Color Purple

Afrocentrism and Gender Many African Americans, were sold into slavery during that period and prior to it, and were very clueless about the way others lived, although they often formed opinions on the way other races lived. Nettie believed leaving the US, would mean leaving behind racial discrimination as in African “they would be black like themselves” and gender discrimination. Yet to her disappointment, the situation in Africa was no better, women were highly discriminated against, in a similar fashion to the way colored along with women back home were discriminated against.
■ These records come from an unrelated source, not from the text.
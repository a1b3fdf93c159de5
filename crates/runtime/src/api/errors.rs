//! Unified error types surfaced by the runtime API.
//!
//! Wraps failures from the rule engine, the character repository, and the
//! renderer so hosts can bubble them up with consistent context.
use grimm_core::{CharacterId, ErrorSeverity, GameError, RuleError};
use thiserror::Error;

use crate::render::RenderError;
use crate::repository::RepositoryError;

pub type Result<T> = std::result::Result<T, RuntimeError>;

#[derive(Debug, Error)]
pub enum RuntimeError {
    #[error(transparent)]
    Rule(#[from] RuleError),

    #[error(transparent)]
    Repository(#[from] RepositoryError),

    #[error("failed to render report")]
    Render(#[from] RenderError),

    #[error("character {0} not found")]
    CharacterNotFound(CharacterId),
}

impl GameError for RuntimeError {
    fn severity(&self) -> ErrorSeverity {
        match self {
            Self::Rule(err) => err.severity(),
            Self::Repository(_) | Self::Render(_) => ErrorSeverity::Internal,
            Self::CharacterNotFound(_) => ErrorSeverity::Validation,
        }
    }

    fn error_code(&self) -> &'static str {
        match self {
            Self::Rule(err) => err.error_code(),
            Self::Repository(_) => "RUNTIME_REPOSITORY",
            Self::Render(_) => "RUNTIME_RENDER",
            Self::CharacterNotFound(_) => "RUNTIME_CHARACTER_NOT_FOUND",
        }
    }
}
Eventually Nettie, Samuel, Olivia, Adam and Tashi realized that although this country was their roots, they weren’t recognized “as the brothers and sister which they sold” and Afirca too discriminated so it was better to go back to their home America. In the Olinka tribe, the “husband had life and death power over his wife, and if he accused her of witchcraft or infidelity, she could be killed. In addition a womens centered around her husbands, responding to his every whim and desire. Initially Olivia was the only girl in her school, and when she asked why the Olinka girls didn’t attend, her mother responded “A girl is nothing to herself, only to her husband she is something” Then Olivia responds saying “they are like white people back home who don’t want colored people to learn” The women in the Olinka tribe “worked like donkeys” and didn’t get any education, mirroring the situation back home. Walker also points out how during that time, many different cultures around the world, who weren’t exposed to other cultures thought very much the same. This is reflected by the letter Nettie writes to Celie surrounding the Olinkas point of view of the world and their place in it.